On 2012年10月15日 14:22, Hu Tao wrote:
On Fri, Oct 12, 2012 at 01:27:27PM +0800, Osier Yang wrote:
> These 3 elements conflicts with each other in either the doc
> or the underlying codes are. This is to propse a solution.
>
> Before writing any codes, I want to see if the principle is
> correct, any advise is welcomed.
>
> Current problems:
>
> Problem 1:
>
> The doc shouldn't simply say "These settings are superseded
> by CPU tuning. " for element<vcpu>. As except the tuning,<vcpu>
> allows to specify the current, maxmum vcpu number. Apart from that,
> <vcpu> also allows to specify the placement as "auto", which binds
> the domain process to the advisory nodeset from numad.
>
> Problem 2:
>
> Doc for<vcpu> says its "cpuset" specify the physical CPUs
> that the vcpus can be pinned. But it's not the truth, as
> actually it only pin domain process to the specified physical
> CPUs. So either it's a document bug, or code bug.
>
> Problem 3:
>
> Doc for<vcpupin> says it supersed "cpuset" of<vcpu>, it's
> not quite correct, as each<vcpupin> specify the pinning policy
> only for one vcpu. How about the ones which doesn't have
> <vcpupin> specified? it says the vcpu will be pinned to all
> available physical CPUs, but what's the meaning of attribute
> "cpuset" of<vcpu> then?
>
> Problem 4:
>
> Doc for<emulatorpin> says it pin the emulator threads (domain
> process in other context, perhaps another follow up patch to
> cleanup the inconsistency is needed) to the physical CPUs
> specified its attribute "cpuset". Which conflicts with
> <vcpu>'s "cpuset". And actually in the underlying codes,
> it set the affinity for domain process twice if both
> "cpuset" for<vcpu> and<emulatorpin> are specified,
> and<emulatorpin>'s pinning will override<vcpu>'s.
>
> Problem 5:
>
> When "placement" of<vcpu> is "auto" (I.e. uses numad to
> get the advisory nodeset to which the domain process is
> pinned to), it will also be overridden by<emulatorpin>,
>
> This patch is trying to sort out the conflicts or bugs by:
>
> 1) Don't say<vcpu> is superseded by<cputune>
You mean in the documentation of XML format?
Yes.
Acutally the VCPUs placement settings of<vcpu> will be overrided
by those of<cputune>. So I think it's better to keep the words in
doc to make users aware of this.
The problem is <vcpu> not only defines the vcpu affinities. And
in the new design (see following), "cpuset" of <vcpu> defines
the **default** placement for both domain process (emulator threads
in emulatorpin context) and vcpu threads. For vcpus which doesn't
have <vcpupin> specified, they still inherit the default placement.

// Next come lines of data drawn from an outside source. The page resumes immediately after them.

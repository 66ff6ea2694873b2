//! Database operations for the `campaign_performance` table.

use chrono::NaiveDate;
use roimatch_core::{HistoricalFilter, PerformanceRecord, Platform};
use sqlx::PgPool;

use crate::DbError;

/// A row from the `campaign_performance` table.
#[derive(Debug, Clone, sqlx::FromRow)]
pub struct PerformanceRow {
    pub id: i64,
    pub campaign_id: String,
    pub platform: String,
    pub influencer_category: String,
    pub campaign_type: Option<String>,
    pub start_date: Option<NaiveDate>,
    pub engagements: Option<i64>,
    pub estimated_reach: Option<i64>,
    pub product_sales: Option<f64>,
    pub budget: Option<i64>,
    pub campaign_duration_days: Option<i32>,
    pub end_date: Option<NaiveDate>,
}

impl TryFrom<PerformanceRow> for PerformanceRecord {
    type Error = DbError;

    fn try_from(row: PerformanceRow) -> Result<Self, Self::Error> {
        Ok(PerformanceRecord {
            campaign_id: row.campaign_id,
            platform: row.platform.parse()?,
            influencer_category: row.influencer_category,
            campaign_type: row.campaign_type,
            start_date: row.start_date,
            engagements: row.engagements,
            estimated_reach: row.estimated_reach,
            product_sales: row.product_sales,
            budget: row.budget,
            duration_days: row.campaign_duration_days,
            end_date: row.end_date,
        })
    }
}

/// Replace the whole table with `records` in one transaction.
///
/// # Errors
///
/// Returns [`DbError::Sqlx`] if the truncate or any insert fails; the
/// previous contents are kept in that case.
pub async fn replace_performance_records(
    pool: &PgPool,
    records: &[PerformanceRecord],
) -> Result<u64, DbError> {
    let mut tx = pool.begin().await?;
    sqlx::query("TRUNCATE campaign_performance RESTART IDENTITY")
        .execute(&mut *tx)
        .await?;

    let mut inserted = 0u64;
    for r in records {
        let result = sqlx::query(
            "INSERT INTO campaign_performance \
                 (campaign_id, platform, influencer_category, campaign_type, start_date, \
                  engagements, estimated_reach, product_sales, budget, \
                  campaign_duration_days, end_date) \
             VALUES ($1, $2, $3, $4, $5, $6, $7, $8, $9, $10, $11)",
        )
        .bind(&r.campaign_id)
        .bind(r.platform.as_str())
        .bind(&r.influencer_category)
        .bind(&r.campaign_type)
        .bind(r.start_date)
        .bind(r.engagements)
        .bind(r.estimated_reach)
        .bind(r.product_sales)
        .bind(r.budget)
        .bind(r.duration_days)
        .bind(r.end_date)
        .execute(&mut *tx)
        .await?;
        inserted += result.rows_affected();
    }

    tx.commit().await?;
    Ok(inserted)
}

/// All performance records in load order.
///
/// # Errors
///
/// Returns [`DbError::Sqlx`] if the query fails, or [`DbError::InvalidRow`]
/// for an unknown platform.
pub async fn list_performance_records(pool: &PgPool) -> Result<Vec<PerformanceRecord>, DbError> {
    let rows = sqlx::query_as::<_, PerformanceRow>(
        "SELECT id, campaign_id, platform, influencer_category, campaign_type, start_date, \
                engagements, estimated_reach, product_sales, budget, \
                campaign_duration_days, end_date \
         FROM campaign_performance \
         ORDER BY id",
    )
    .fetch_all(pool)
    .await?;

    rows.into_iter().map(PerformanceRecord::try_from).collect()
}

/// Performance records that pass `filter`, in load order. Missing sales and
/// engagements compare as zero.
///
/// # Errors
///
/// Returns [`DbError::Sqlx`] if the query fails, or [`DbError::InvalidRow`]
/// for an unknown platform.
pub async fn list_performance_matching(
    pool: &PgPool,
    filter: &HistoricalFilter,
) -> Result<Vec<PerformanceRecord>, DbError> {
    let rows = sqlx::query_as::<_, PerformanceRow>(
        "SELECT id, campaign_id, platform, influencer_category, campaign_type, start_date, \
                engagements, estimated_reach, product_sales, budget, \
                campaign_duration_days, end_date \
         FROM campaign_performance \
         WHERE ($1::TEXT IS NULL OR campaign_type = $1) \
           AND ($2::TEXT IS NULL OR influencer_category = $2) \
           AND ($3::TEXT IS NULL OR platform = $3) \
           AND COALESCE(product_sales, 0) >= $4 \
           AND COALESCE(engagements, 0) >= $5 \
         ORDER BY id",
    )
    .bind(filter.campaign_type.as_deref())
    .bind(filter.influencer_category.as_deref())
    .bind(filter.platform.map(Platform::as_str))
    .bind(filter.min_product_sales)
    .bind(filter.min_engagements)
    .fetch_all(pool)
    .await?;

    rows.into_iter().map(PerformanceRecord::try_from).collect()
}
//! Database operations for `pipeline_runs`: one row per CLI ingestion or
//! training job, moving queued → running → succeeded | failed.

use chrono::{DateTime, Utc};
use sqlx::PgPool;
use uuid::Uuid;

use crate::DbError;

/// Which job a pipeline run tracks.
#[derive(Debug, Clone, Copy, PartialEq, Eq)]
pub enum RunType {
    Creators,
    Campaigns,
    Matches,
    Performance,
    TrainRoi,
    TrainSales,
}

impl RunType {
    #[must_use]
    pub fn as_str(self) -> &'static str {
        match self {
            RunType::Creators => "creators",
            RunType::Campaigns => "campaigns",
            RunType::Matches => "matches",
            RunType::Performance => "performance",
            RunType::TrainRoi => "train_roi",
            RunType::TrainSales => "train_sales",
        }
    }
}

impl std::fmt::Display for RunType {
    fn fmt(&self, f: &mut std::fmt::Formatter<'_>) -> std::fmt::Result {
        f.write_str(self.as_str())
    }
}

/// A row from the `pipeline_runs` table.
#[derive(Debug, Clone, sqlx::FromRow)]
pub struct PipelineRunRow {
    pub id: i64,
    pub public_id: Uuid,
    pub run_type: String,
    pub trigger_source: String,
    pub status: String,
    pub started_at: Option<DateTime<Utc>>,
    pub completed_at: Option<DateTime<Utc>>,
    pub records_processed: i32,
    pub error_message: Option<String>,
    pub created_at: DateTime<Utc>,
}

/// Creates a new run in `queued` status with a fresh public UUID.
///
/// # Errors
///
/// Returns [`DbError::Sqlx`] if the insert fails.
pub async fn create_pipeline_run(
    pool: &PgPool,
    run_type: RunType,
    trigger_source: &str,
) -> Result<PipelineRunRow, DbError> {
    let row = sqlx::query_as::<_, PipelineRunRow>(
        "INSERT INTO pipeline_runs (public_id, run_type, trigger_source, status) \
         VALUES ($1, $2, $3, 'queued') \
         RETURNING id, public_id, run_type, trigger_source, status, \
                   started_at, completed_at, records_processed, error_message, created_at",
    )
    .bind(Uuid::new_v4())
    .bind(run_type.as_str())
    .bind(trigger_source)
    .fetch_one(pool)
    .await?;

    Ok(row)
}

/// Marks a queued run as `running` and sets `started_at = NOW()`.
///
/// # Errors
///
/// Returns [`DbError::InvalidPipelineRunTransition`] if the run is not
/// queued, or [`DbError::Sqlx`] if the update fails.
pub async fn start_pipeline_run(pool: &PgPool, id: i64) -> Result<(), DbError> {
    let result = sqlx::query(
        "UPDATE pipeline_runs \
         SET status = 'running', started_at = NOW() \
         WHERE id = $1 AND status = 'queued'",
    )
    .bind(id)
    .execute(pool)
    .await?;

    if result.rows_affected() == 0 {
        return Err(DbError::InvalidPipelineRunTransition {
            id,
            expected_status: "queued",
        });
    }
    Ok(())
}

/// Marks a running run as `succeeded` with its record count.
///
/// # Errors
///
/// Returns [`DbError::InvalidPipelineRunTransition`] if the run is not
/// running, or [`DbError::Sqlx`] if the update fails.
pub async fn complete_pipeline_run(
    pool: &PgPool,
    id: i64,
    records_processed: i32,
) -> Result<(), DbError> {
    let result = sqlx::query(
        "UPDATE pipeline_runs \
         SET status = 'succeeded', completed_at = NOW(), records_processed = $1 \
         WHERE id = $2 AND status = 'running'",
    )
    .bind(records_processed)
    .bind(id)
    .execute(pool)
    .await?;

    if result.rows_affected() == 0 {
        return Err(DbError::InvalidPipelineRunTransition {
            id,
            expected_status: "running",
        });
    }
    Ok(())
}

/// Marks a queued or running run as `failed` with an error message.
///
/// # Errors
///
/// Returns [`DbError::InvalidPipelineRunTransition`] if the run already
/// finished, or [`DbError::Sqlx`] if the update fails.
pub async fn fail_pipeline_run(pool: &PgPool, id: i64, error_message: &str) -> Result<(), DbError> {
    let result = sqlx::query(
        "UPDATE pipeline_runs \
         SET status = 'failed', completed_at = NOW(), error_message = $1 \
         WHERE id = $2 AND status IN ('queued', 'running')",
    )
    .bind(error_message)
    .bind(id)
    .execute(pool)
    .await?;

    if result.rows_affected() == 0 {
        return Err(DbError::InvalidPipelineRunTransition {
            id,
            expected_status: "queued or running",
        });
    }
    Ok(())
}

/// # Errors
///
/// Returns [`DbError::NotFound`] if no run has this `id`, or
/// [`DbError::Sqlx`] if the query fails.
pub async fn get_pipeline_run(pool: &PgPool, id: i64) -> Result<PipelineRunRow, DbError> {
    sqlx::query_as::<_, PipelineRunRow>(
        "SELECT id, public_id, run_type, trigger_source, status, \
                started_at, completed_at, records_processed, error_message, created_at \
         FROM pipeline_runs \
         WHERE id = $1",
    )
    .bind(id)
    .fetch_optional(pool)
    .await?
    .ok_or(DbError::NotFound)
}

/// The most recent `limit` runs, newest first.
///
/// # Errors
///
/// Returns [`DbError::Sqlx`] if the query fails.
pub async fn list_pipeline_runs(pool: &PgPool, limit: i64) -> Result<Vec<PipelineRunRow>, DbError> {
    let rows = sqlx::query_as::<_, PipelineRunRow>(
        "SELECT id, public_id, run_type, trigger_source, status, \
                started_at, completed_at, records_processed, error_message, created_at \
         FROM pipeline_runs \
         ORDER BY created_at DESC, id DESC \
         LIMIT $1",
    )
    .bind(limit)
    .fetch_all(pool)
    .await?;

    Ok(rows)
}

Also domain process will be pinned to the default placement if
<emulatorpin> is not specified.
>
> 2) Keep the semanteme for "cpuset" of<vcpu> (I.e. Still says it
> specify the physical CPUs the virtual CPUs). But modifying it
> to mention it also set the pinning policy for domain process,
> and the CPU placement of domain process specified by "cpuset"
> of<vcpu> will be ingored if<emulatorpin> specified, and
> similary, the CPU placement of vcpu thread will be ignored
> if it has<vcpupin> specified, for vcpu which doesn't have
> <vcpupin> specified, it inherits "cpuset" of<vcpu>.
OK.
>
> 3) Don't say<vcpu> is supersed by<vcpupin>. If
neither<vcpupin>
> nor "cpuset" of<vcpu> is specified, the vcpu will be pinned
> to all available pCPUs.
OK.
>
> 4) If neither<emulatorpin> nor "cpuset" of<vcpu> is
specified,
> the domain process (emulator threads in the context) will be
> pinned to all available pCPUs.
OK.
>
> 5) If "placement" of<vcpu> is "auto",<emulatorpin>
is not allowed.
Conflicts with 2). Why not just override the emulator part? for vcpu
threads the "placement" is still "auto".
In the final patch, <emulatorpin> is ignored if vcpu placement
is "auto" when parsing.
>
> 6) hotplugged vcpus will also inherit "cpuset" of<vcpu>
OK.
>
> Codes changes above document changes will cause:
>
> 1) Inherit def->cpumask for each vcpu which doesn't have<vcpupin>
> specified, during parsing.
OK.
>
> 2) ping the vcpu which doesn't have<vcpupin> specified to def->cpumask
s/ping/pin/
> either by cgroup for sched_setaffinity(2), which is actually done
> by 1).
pin vcpu according to this_vcpu->cpumask, since the cpumask either
inherits from def->cpumask(<vcpu>), or is set by<vcpupin>.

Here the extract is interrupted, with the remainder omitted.